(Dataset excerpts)
□ □ □
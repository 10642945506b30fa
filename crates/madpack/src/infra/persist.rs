//! Pluggable persistence of model definition documents, keyed by file
//! extension.

use std::io::{Read, Write};
use std::path::{Path, PathBuf};

use quick_xml::se::Serializer;
use serde::Serialize;

use crate::domain::definition::ModelDefinition;
use crate::domain::errors::PersistError;
use crate::infra::document::ModelDefinitionDocument;

/// Extension used when a destination name matches no registered persister.
pub const DEFAULT_DOCUMENT_EXTENSION: &str = ".jmd.xml";
/// Extension appended to zip exports whose name carries no recognized one.
pub const ZIP_FILE_EXTENSION: &str = ".jmd.zip";

const XML_DECLARATION: &str = "<?xml version=\"1.0\" encoding=\"utf-8\"?>\n";

/// Saves and loads model definition documents in one concrete format.
pub trait ModelDefinitionPersister {
    /// The file extension of this format, including the leading dot.
    fn file_extension(&self) -> &'static str;

    /// Whether a file name belongs to this format.
    fn matches_file_name(&self, file_name: &str) -> bool {
        file_name.ends_with(self.file_extension())
    }

    fn save(&self, model: &ModelDefinition, out: &mut dyn Write) -> Result<(), PersistError>;

    fn load(&self, input: &mut dyn Read) -> Result<ModelDefinition, PersistError>;
}

/// XML persistence via the shared document model.
#[derive(Debug, Default)]
pub struct XmlPersister;

impl ModelDefinitionPersister for XmlPersister {
    fn file_extension(&self) -> &'static str {
        ".jmd.xml"
    }

    fn save(&self, model: &ModelDefinition, out: &mut dyn Write) -> Result<(), PersistError> {
        let document = ModelDefinitionDocument::from_model(model);
        let mut body = String::new();
        let mut serializer = Serializer::new(&mut body);
        serializer.indent(' ', 2);
        document.serialize(serializer)?;
        out.write_all(XML_DECLARATION.as_bytes())?;
        out.write_all(body.as_bytes())?;
        out.write_all(b"\n")?;
        Ok(())
    }

    fn load(&self, input: &mut dyn Read) -> Result<ModelDefinition, PersistError> {
        let mut data = String::new();
        input.read_to_string(&mut data)?;
        let document: ModelDefinitionDocument = quick_xml::de::from_str(&data)?;
        document.into_model()
    }
}

/// JSON persistence via the shared document model.
#[derive(Debug, Default)]
pub struct JsonPersister;

impl ModelDefinitionPersister for JsonPersister {
    fn file_extension(&self) -> &'static str {
        ".jmd.json"
    }

    fn save(&self, model: &ModelDefinition, out: &mut dyn Write) -> Result<(), PersistError> {
        let document = ModelDefinitionDocument::from_model(model);
        serde_json::to_writer_pretty(&mut *out, &document)?;
        out.write_all(b"\n")?;
        Ok(())
    }

    fn load(&self, input: &mut dyn Read) -> Result<ModelDefinition, PersistError> {
        let document: ModelDefinitionDocument = serde_json::from_reader(input)?;
        document.into_model()
    }
}

/// The default persister set: xml first (the default format), then json.
pub fn default_persisters() -> Vec<Box<dyn ModelDefinitionPersister>> {
    vec![Box::new(XmlPersister), Box::new(JsonPersister)]
}

/// Find the first persister recognizing the given file name.
pub fn find_persister<'a>(
    persisters: &'a [Box<dyn ModelDefinitionPersister>],
    file_name: &str,
) -> Option<&'a dyn ModelDefinitionPersister> {
    persisters
        .iter()
        .map(|p| p.as_ref())
        .find(|p| p.matches_file_name(file_name))
}

/// Derive a file-system friendly identifier from a model name: lowercased,
/// with anything outside `[a-z0-9._-]` collapsed to a dash.
pub fn proposed_id_string(model_name: &str) -> String {
    let mut id = String::with_capacity(model_name.len());
    for ch in model_name.trim().to_lowercase().chars() {
        if ch.is_ascii_alphanumeric() || matches!(ch, '.' | '_' | '-') {
            id.push(ch);
        } else if !id.ends_with('-') {
            id.push('-');
        }
    }
    id.trim_matches('-').to_string()
}

/// The default document file name for a model, in the default format.
pub fn proposed_default_file_name(model: &ModelDefinition) -> String {
    format!(
        "{}{}",
        proposed_id_string(&model.name),
        DEFAULT_DOCUMENT_EXTENSION
    )
}

/// Append the default zip extension unless the path already names a zip file.
pub fn ensure_zip_file_extension(path: &Path) -> PathBuf {
    let name = path
        .file_name()
        .map(|n| n.to_string_lossy().to_string())
        .unwrap_or_default();
    if name.to_lowercase().ends_with(".zip") {
        path.to_path_buf()
    } else {
        let mut name = name;
        name.push_str(ZIP_FILE_EXTENSION);
        path.with_file_name(name)
    }
}

#[cfg(test)]
mod tests {
    use super::*;
    use crate::domain::file::ModelFile;
    use crate::domain::machine::{RangeDefinition, SequenceDefinition, TwissInitialConditions};
    use crate::domain::optics::OpticsDefinition;

    fn sample_model() -> ModelDefinition {
        let mut model = ModelDefinition::new("Demo Ring 2024");
        model.init_files.push(ModelFile::resource("init.madx"));
        model.optics_definitions.push(OpticsDefinition::new(
            "nominal",
            vec![ModelFile::resource("nominal.str")],
        ));
        model.default_optics = Some("nominal".into());
        let mut sequence = SequenceDefinition::new("ring");
        let mut range = RangeDefinition::new("all");
        range.twiss = Some(TwissInitialConditions {
            betx: Some(4.999),
            bety: Some(5.0),
            calc_at_center: true,
            ..Default::default()
        });
        sequence.range_definitions.push(range);
        sequence.default_range = Some("all".into());
        model.sequence_definitions.push(sequence);
        model.default_sequence = Some("ring".into());
        model
    }

    #[test]
    fn xml_save_and_load_are_symmetric() {
        let model = sample_model();
        let mut buf = Vec::new();
        XmlPersister.save(&model, &mut buf).unwrap();
        let text = String::from_utf8(buf.clone()).unwrap();
        assert!(text.starts_with("<?xml"));
        assert!(text.contains("<model-definition>"));

        let restored = XmlPersister.load(&mut buf.as_slice()).unwrap();
        assert_eq!(restored, model);
    }

    #[test]
    fn json_save_and_load_are_symmetric() {
        let model = sample_model();
        let mut buf = Vec::new();
        JsonPersister.save(&model, &mut buf).unwrap();
        let restored = JsonPersister.load(&mut buf.as_slice()).unwrap();
        assert_eq!(restored, model);
    }

    #[test]
    fn persisters_match_their_extensions() {
        let persisters = default_persisters();
        assert_eq!(
            find_persister(&persisters, "lhc.jmd.xml").unwrap().file_extension(),
            ".jmd.xml"
        );
        assert_eq!(
            find_persister(&persisters, "lhc.jmd.json").unwrap().file_extension(),
            ".jmd.json"
        );
        assert!(find_persister(&persisters, "lhc.zip").is_none());
        assert!(find_persister(&persisters, "lhc").is_none());
    }

    #[test]
    fn id_strings_are_file_system_friendly() {
        assert_eq!(proposed_id_string("Demo Ring 2024"), "demo-ring-2024");
        assert_eq!(proposed_id_string("  LHC (nominal)  "), "lhc-nominal");
    }

    #[test]
    fn zip_extension_is_appended_only_when_missing() {
        assert_eq!(
            ensure_zip_file_extension(Path::new("/tmp/model")),
            PathBuf::from("/tmp/model.jmd.zip")
        );
        assert_eq!(
            ensure_zip_file_extension(Path::new("/tmp/model.zip")),
            PathBuf::from("/tmp/model.zip")
        );
        assert_eq!(
            ensure_zip_file_extension(Path::new("/tmp/model.jmd.zip")),
            PathBuf::from("/tmp/model.jmd.zip")
        );
    }
}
□ □ □
What you have to do: Reproduce verbatim the lines above, from the line with "JsonPersister.save(&model, &mut buf).unwrap();" through the line with "let persisters = default_persisters();".

Exercise output:
        JsonPersister.save(&model, &mut buf).unwrap();
        let restored = JsonPersister.load(&mut buf.as_slice()).unwrap();
        assert_eq!(restored, model);
    }

    #[test]
    fn persisters_match_their_extensions() {
        let persisters = default_persisters();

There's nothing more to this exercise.